[[ PROVIDED MATERIAL open ]]
use console_gate::{
    AdminGateMode, AppConfig,
    config::{ConfigError, Env},
};
use serial_test::serial;
use std::env;

// --- Setup/Teardown Utilities ---

const CONFIG_VARS: &[&str] = &[
    "APP_ENV",
    "JWT_SECRET",
    "BIND_ADDR",
    "API_HOST",
    "UI_HOST",
    "ADMIN_ONLY_PREFIXES",
    "ADMIN_GATE_MODE",
    "MAX_BODY_BYTES",
];

/// Loads the config with exactly `vars` set (every other config var cleared),
/// then restores the process environment.
fn load_with(vars: &[(&str, &str)]) -> Result<AppConfig, ConfigError> {
    let originals: Vec<(&str, Option<String>)> = CONFIG_VARS
        .iter()
        .map(|&var| (var, env::var(var).ok()))
        .collect();

    unsafe {
        for var in CONFIG_VARS {
            env::remove_var(var);
        }
        for (key, value) in vars {
            env::set_var(key, value);
        }
    }

    let result = AppConfig::load();

    unsafe {
        for (key, original) in originals {
            match original {
                Some(value) => env::set_var(key, value),
                None => env::remove_var(key),
            }
        }
    }

    result
}

// --- Tests ---

#[test]
#[serial]
fn test_missing_secret_fails_closed_locally() {
    let result = load_with(&[("APP_ENV", "local")]);

    assert_eq!(result.unwrap_err(), ConfigError::Missing("JWT_SECRET"));
}

#[test]
#[serial]
fn test_blank_secret_fails_closed() {
    let result = load_with(&[("JWT_SECRET", "   ")]);

    assert_eq!(result.unwrap_err(), ConfigError::Missing("JWT_SECRET"));
}

#[test]
#[serial]
fn test_production_requires_upstreams() {
    let result = load_with(&[("APP_ENV", "production"), ("JWT_SECRET", "s3cret")]);

    assert_eq!(result.unwrap_err(), ConfigError::Missing("API_HOST"));

    let result = load_with(&[
        ("APP_ENV", "production"),
        ("JWT_SECRET", "s3cret"),
        ("API_HOST", "https://api.internal"),
    ]);

    assert_eq!(result.unwrap_err(), ConfigError::Missing("UI_HOST"));
}

#[test]
#[serial]
fn test_local_defaults() {
    let config = load_with(&[("JWT_SECRET", "s3cret")]).unwrap();

    assert_eq!(config.env, Env::Local);
    assert_eq!(config.jwt_secret, "s3cret");
    assert_eq!(config.bind_addr.to_string(), "0.0.0.0:3001");
    assert_eq!(config.api_host, "http://127.0.0.1:3000");
    assert_eq!(config.ui_host, "http://127.0.0.1:3002");
    assert_eq!(config.admin_prefixes, vec!["/jobs", "/prompts"]);
    assert_eq!(config.admin_gate_mode, AdminGateMode::Enforce);
    assert_eq!(config.max_body_bytes, 64 * 1024 * 1024);
}

#[test]
#[serial]
fn test_production_overrides() {
    let config = load_with(&[
        ("APP_ENV", "production"),
        ("JWT_SECRET", "s3cret"),
        ("API_HOST", "https://api.internal/"),
        ("UI_HOST", "http://ui.internal:3000"),
        ("BIND_ADDR", "127.0.0.1:9000"),
        ("ADMIN_ONLY_PREFIXES", " /jobs , /users/ ,"),
        ("ADMIN_GATE_MODE", "log-only"),
        ("MAX_BODY_BYTES", "1024"),
    ])
    .unwrap();

    assert_eq!(config.env, Env::Production);
    assert_eq!(config.api_host, "https://api.internal");
    assert_eq!(config.ui_host, "http://ui.internal:3000");
    assert_eq!(config.bind_addr.port(), 9000);
    assert_eq!(config.admin_prefixes, vec!["/jobs", "/users"]);
    assert_eq!(config.admin_gate_mode, AdminGateMode::LogOnly);
    assert_eq!(config.max_body_bytes, 1024);
}

#[test]
#[serial]
fn test_invalid_values_are_reported() {
    let bad_prefix = load_with(&[("JWT_SECRET", "s"), ("ADMIN_ONLY_PREFIXES", "jobs")]);
    assert!(matches!(
        bad_prefix,
        Err(ConfigError::Invalid {
            var: "ADMIN_ONLY_PREFIXES",
            ..
        })
    ));

    let bad_mode = load_with(&[("JWT_SECRET", "s"), ("ADMIN_GATE_MODE", "sometimes")]);
    assert!(matches!(
        bad_mode,
        Err(ConfigError::Invalid {
            var: "ADMIN_GATE_MODE",
            ..
        })
    ));

    let bad_addr = load_with(&[("JWT_SECRET", "s"), ("BIND_ADDR", "nowhere")]);
    assert!(matches!(
        bad_addr,
        Err(ConfigError::Invalid {
            var: "BIND_ADDR",
            ..
        })
    ));
}
use axum::{
    extract::FromRequestParts,
    http::{HeaderMap, StatusCode, header, request::Parts},
    response::{IntoResponse, Response},
};
use jsonwebtoken::{Algorithm, DecodingKey, Validation, decode, errors::ErrorKind};
use serde::{Deserialize, Deserializer, Serialize};
use serde_json::Value;

use crate::models::ApiResponse;

/// Name of the cookie carrying the signed session token.
pub const SESSION_COOKIE: &str = "token";

/// Roles that unlock the admin-only areas.
pub const PRIVILEGED_ROLES: &[&str] = &["admin", "super"];

/// AuthError
///
/// Every way a request can fail the access gate. Only `InsufficientPrivilege`
/// is ever distinguished for the user; the gate collapses the other three into
/// the same login redirect.
#[derive(Debug, Clone, Copy, PartialEq, Eq, thiserror::Error)]
pub enum AuthError {
    #[error("no session token presented")]
    MissingToken,
    #[error("session token failed verification")]
    InvalidToken,
    #[error("session token has expired")]
    ExpiredToken,
    #[error("admin access required")]
    InsufficientPrivilege,
}

impl AuthError {
    /// True when the presented cookie is dead and should be cleared.
    pub fn invalidates_cookie(self) -> bool {
        matches!(self, AuthError::InvalidToken | AuthError::ExpiredToken)
    }

    pub fn status(self) -> StatusCode {
        match self {
            AuthError::InsufficientPrivilege => StatusCode::FORBIDDEN,
            _ => StatusCode::UNAUTHORIZED,
        }
    }
}

impl IntoResponse for AuthError {
    fn into_response(self) -> Response {
        ApiResponse::<()>::error(self.status(), self.to_string()).into_response()
    }
}

/// SessionClaims
///
/// The claim set the gate reads out of a verified token. The issuer may put
/// more in there; unknown claims are ignored.
#[derive(Debug, Clone, Serialize, Deserialize, PartialEq, Eq)]
pub struct SessionClaims {
    /// Expiration time (seconds since the epoch). Validated by the verifier.
    pub exp: u64,
    #[serde(default)]
    pub sub: Option<String>,
    #[serde(default)]
    pub email: Option<String>,
    #[serde(default, rename = "firstName")]
    pub first_name: Option<String>,
    #[serde(default, rename = "lastName")]
    pub last_name: Option<String>,
    /// Role labels. Absent or malformed claims decode as no roles.
    #[serde(default, deserialize_with = "lenient_strings")]
    pub roles: Vec<String>,
    /// Fine-grained permissions, `*` meaning all of them.
    #[serde(default, deserialize_with = "lenient_strings")]
    pub perms: Vec<String>,
}

/// Accepts any JSON value and keeps only the string members of an array.
fn lenient_strings<'de, D>(deserializer: D) -> Result<Vec<String>, D::Error>
where
    D: Deserializer<'de>,
{
    let value = Option::<Value>::deserialize(deserializer)?;
    Ok(match value {
        Some(Value::Array(items)) => items
            .into_iter()
            .filter_map(|item| match item {
                Value::String(s) => Some(s),
                _ => None,
            })
            .collect(),
        _ => Vec::new(),
    })
}

/// TokenVerifier
///
/// Checks the HMAC signature and expiry of session tokens issued by the API
/// backend. Built once at startup from the shared secret and read-only after.
#[derive(Clone)]
pub struct TokenVerifier {
    key: DecodingKey,
    validation: Validation,
}

impl TokenVerifier {
    pub fn new(secret: &str) -> Self {
        let mut validation = Validation::new(Algorithm::HS256);
        validation.algorithms = vec![Algorithm::HS256, Algorithm::HS384, Algorithm::HS512];
        validation.validate_exp = true;
        // A token is dead from its `exp` second on, not one second after.
        validation.reject_tokens_expiring_in_less_than = 1;
        validation.validate_nbf = true;
        validation.leeway = 0;
        // Audience is issuer-defined and not part of the gate's contract.
        validation.validate_aud = false;
        validation.set_required_spec_claims(&["exp"]);

        Self {
            key: DecodingKey::from_secret(secret.as_bytes()),
            validation,
        }
    }

    /// verify
    ///
    /// Returns the decoded claims, `ExpiredToken` for a well-signed token at or
    /// past its `exp`, and `InvalidToken` for every other failure (including a
    /// `nbf` still in the future).
    pub fn verify(&self, token: &str) -> Result<SessionClaims, AuthError> {
        match decode::<SessionClaims>(token, &self.key, &self.validation) {
            Ok(data) => Ok(data.claims),
            Err(e) => match e.kind() {
                ErrorKind::ExpiredSignature => Err(AuthError::ExpiredToken),
                _ => Err(AuthError::InvalidToken),
            },
        }
    }
}

/// Reads the session token from the request's `Cookie` headers. An empty
/// value is treated the same as no cookie.
pub fn session_token(headers: &HeaderMap) -> Option<&str> {
    headers
        .get_all(header::COOKIE)
        .iter()
        .filter_map(|value| value.to_str().ok())
        .flat_map(|value| value.split(';'))
        .filter_map(|pair| pair.trim().split_once('='))
        .find(|(name, _)| *name == SESSION_COOKIE)
        .map(|(_, value)| value.trim())
        .filter(|value| !value.is_empty())
}

/// `Set-Cookie` value that makes the browser drop its session token site-wide.
pub const CLEARED_SESSION_COOKIE: &str = "token=; Path=/; Max-Age=0";

pub fn is_privileged<S: AsRef<str>>(roles: &[S]) -> bool {
    roles
        .iter()
        .any(|role| PRIVILEGED_ROLES.contains(&role.as_ref()))
}

pub fn has_perm<S: AsRef<str>>(perms: &[S], perm: &str) -> bool {
    perms
        .iter()
        .any(|p| p.as_ref() == "*" || p.as_ref() == perm)
}

/// role_label
///
/// Short badge text for a role set: "Super" wins outright, otherwise the
/// capitalized roles joined by commas, or "User" when there are none.
pub fn role_label<S: AsRef<str>>(roles: &[S]) -> String {
    if roles.iter().any(|r| r.as_ref() == "super") {
        return "Super".to_string();
    }
    if roles.is_empty() {
        return "User".to_string();
    }
    roles
        .iter()
        .map(|r| capitalize(r.as_ref()))
        .collect::<Vec<_>>()
        .join(", ")
}

fn capitalize(s: &str) -> String {
    let mut chars = s.chars();
    match chars.next() {
        Some(first) => first.to_uppercase().chain(chars).collect(),
        None => String::new(),
    }
}

/// Session
///
/// A verified identity. The access gate inserts it into the request
/// extensions after a successful verification; handlers pull it back out with
/// the extractor below.
#[derive(Debug, Clone, PartialEq, Eq)]
pub struct Session {
    pub claims: SessionClaims,
}

impl Session {
    pub fn roles(&self) -> &[String] {
        &self.claims.roles
    }

    pub fn is_privileged(&self) -> bool {
        is_privileged(&self.claims.roles)
    }

    pub fn has_perm(&self, perm: &str) -> bool {
        has_perm(&self.claims.perms, perm)
    }
}

/// Rejects with 401 when the gate did not attach a session, which happens for
/// handlers mounted on public or bypassed paths.
impl<S> FromRequestParts<S> for Session
where
    S: Send + Sync,
{
    type Rejection = AuthError;

    async fn from_request_parts(parts: &mut Parts, _state: &S) -> Result<Self, Self::Rejection> {
        parts
            .extensions
            .get::<Session>()
            .cloned()
            .ok_or(AuthError::MissingToken)
    }
}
[[ PROVIDED MATERIAL closed ]]
_DESCRIPTION OF THE TASK_
Output exactly the lines of the material above from the one containing "use serde_json::Value;" up to and including the one containing "should be cleared.".

_RESPONSE TO THE TASK_
use serde_json::Value;

use crate::models::ApiResponse;

/// Name of the cookie carrying the signed session token.
pub const SESSION_COOKIE: &str = "token";

/// Roles that unlock the admin-only areas.
pub const PRIVILEGED_ROLES: &[&str] = &["admin", "super"];

/// AuthError
///
/// Every way a request can fail the access gate. Only `InsufficientPrivilege`
/// is ever distinguished for the user; the gate collapses the other three into
/// the same login redirect.
#[derive(Debug, Clone, Copy, PartialEq, Eq, thiserror::Error)]
pub enum AuthError {
    #[error("no session token presented")]
    MissingToken,
    #[error("session token failed verification")]
    InvalidToken,
    #[error("session token has expired")]
    ExpiredToken,
    #[error("admin access required")]
    InsufficientPrivilege,
}

impl AuthError {
    /// True when the presented cookie is dead and should be cleared.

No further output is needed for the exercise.